Au temps jadis, la chevalerie se ralliait au cri de Montjoye-Saint-


Denis. L'origine de cette expression demeure bien ténébreuse, du
moins à en croire les historiens, lesquels se montrent étonnamment
muets à ce sujet. Cela est d' autant plus surprenant que la simple et
rigoureuse analyse de l'Oriflamme - étendard et bannière des Rois
de France - suffit à nous renseigner. D'après la légende, cette
bannière avait été envoyée par le ciel à Clovis, personnage dont le
nom est forgé sur la racine lOVIS, tout comme le prénom LOUIS, à
ceci près qu'il est précédé d'un C fortement évocateur du croissant
lunaire. De même, personne ne semble s'être avisé que la France
compta dix-huit rois, ou prétendants, ayant porté ce prénom. Il y a
là, sans conteste, un étrange fait qui ne saurait s'expliquer par le seul
engouement et encore moins par un caprice du hasard.

Cela nécessite quelques explications.
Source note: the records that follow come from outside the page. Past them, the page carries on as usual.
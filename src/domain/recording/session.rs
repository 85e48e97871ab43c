//! Recording session state machine

use std::fmt;
use thiserror::Error;

use super::media::{Container, MediaChunk};

/// Recorder states
#[derive(Debug, Clone, Copy, PartialEq, Eq, Hash, Default)]
pub enum RecorderState {
    #[default]
    Inactive,
    Recording,
}

impl RecorderState {
    /// Get the string representation
    pub const fn as_str(&self) -> &'static str {
        match self {
            Self::Inactive => "inactive",
            Self::Recording => "recording",
        }
    }
}

impl fmt::Display for RecorderState {
    fn fmt(&self, f: &mut fmt::Formatter<'_>) -> fmt::Result {
        write!(f, "{}", self.as_str())
    }
}

/// Error when an invalid state transition is attempted
#[derive(Debug, Clone, Error)]
#[error("Invalid state transition: cannot {action} while {current_state}")]
pub struct InvalidStateTransition {
    pub current_state: RecorderState,
    pub action: String,
}

/// A single recording session.
///
/// State machine:
///   INACTIVE -> RECORDING (begin)
///   RECORDING -> INACTIVE (end, export pending until the recorder reports stop)
///
/// Chunks are appended while recording and while the export is pending, since
/// the recorder flushes its last data between the stop request and the stop
/// event. Once `finish` seals the session the chunk list is stable until the
/// next `begin`.
#[derive(Debug, Default)]
pub struct RecordingSession {
    state: RecorderState,
    chunks: Vec<MediaChunk>,
    pending_export: Option<Container>,
}

impl RecordingSession {
    /// Create a new inactive session
    pub fn new() -> Self {
        Self::default()
    }

    /// Get the current state
    pub fn state(&self) -> RecorderState {
        self.state
    }

    /// Check if currently recording
    pub fn is_recording(&self) -> bool {
        self.state == RecorderState::Recording
    }

    /// Check if a stop was requested and the stop event has not arrived yet
    pub fn is_finalizing(&self) -> bool {
        self.pending_export.is_some()
    }

    /// Container the pending stop will export to
    pub fn pending_export(&self) -> Option<Container> {
        self.pending_export
    }

    /// Check whether `begin` would succeed
    pub fn can_begin(&self) -> bool {
        self.state == RecorderState::Inactive && self.pending_export.is_none()
    }

    /// Chunks collected so far
    pub fn chunks(&self) -> &[MediaChunk] {
        &self.chunks
    }

    /// Total collected bytes
    pub fn size_bytes(&self) -> usize {
        self.chunks.iter().map(MediaChunk::len).sum()
    }

    /// Transition from INACTIVE to RECORDING, discarding stale chunks
    pub fn begin(&mut self) -> Result<(), InvalidStateTransition> {
        if !self.can_begin() {
            return Err(InvalidStateTransition {
                current_state: self.state,
                action: if self.is_finalizing() {
                    "start recording before the previous one is saved".to_string()
                } else {
                    "start recording".to_string()
                },
            });
        }
        self.chunks.clear();
        self.state = RecorderState::Recording;
        Ok(())
    }

    /// Transition from RECORDING to INACTIVE, remembering the export container
    pub fn end(&mut self, container: Container) -> Result<(), InvalidStateTransition> {
        if self.state != RecorderState::Recording {
            return Err(InvalidStateTransition {
                current_state: self.state,
                action: "stop recording".to_string(),
            });
        }
        self.state = RecorderState::Inactive;
        self.pending_export = Some(container);
        Ok(())
    }

    /// Append a chunk. Empty chunks and chunks outside a session are dropped.
    pub fn append(&mut self, chunk: MediaChunk) -> bool {
        if chunk.is_empty() {
            return false;
        }
        if !self.is_recording() && !self.is_finalizing() {
            return false;
        }
        self.chunks.push(chunk);
        true
    }

    /// Seal the session when the recorder reports it has stopped.
    ///
    /// Returns the container to export to. A recorder that stops on its own
    /// while still recording is treated as a stop with `fallback`. Returns
    /// `None` for a stop event that belongs to no session.
    pub fn finish(&mut self, fallback: Container) -> Option<Container> {
        if let Some(container) = self.pending_export.take() {
            return Some(container);
        }
        if self.state == RecorderState::Recording {
            self.state = RecorderState::Inactive;
            return Some(fallback);
        }
        None
    }
}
On le sait - et ici nous ne


nous plaçons pas sur le plan politique mais uniquement
traditionnel -les Rois étaient dits de « droit divin » , et considérés
comme représentants de Dieu sur terre. Il y a là, sans que l'on s'en
doute, un secret de nature hermétique. En France, les monarques
portaient le manteau azuré (bleu) fleurdelysé or. Chez les Grecs,
comme plus tard chez les romains, le bleu était la couleur réservée à
Zeus et Jupiter. Cette correspondance est confirmée par la kabbale
hébraïque. En effet, si nous regardons l'arbre des Sephiroth, sur le
pilier de la Sagesse, situé à droite (en réalité à gauche car, ainsi
qu'on le fait pour un écu, il faut tenir compte de l'effet miroir), se
tient la Sephira Chesed : la Grâce. Cette même Sephira est attribuée
à Zeus, le Jupiter (IOVIS) des latins; lui sont attribués l' étain, métal
de Zeus et la couleur bleue. On peut rapprocher ceci du dieu
Krishna, équivalent du Christ chez les hindouistes, lequel est
toujours figuré en bleu. Un chapitre supplémentaire ne sera pas de
trop si nous souhaitons que la lumière sorte de dessous le boisseau.
Il est intéressant de noter aussi, qu'en sanscrit, la racine krish
signifie poisson.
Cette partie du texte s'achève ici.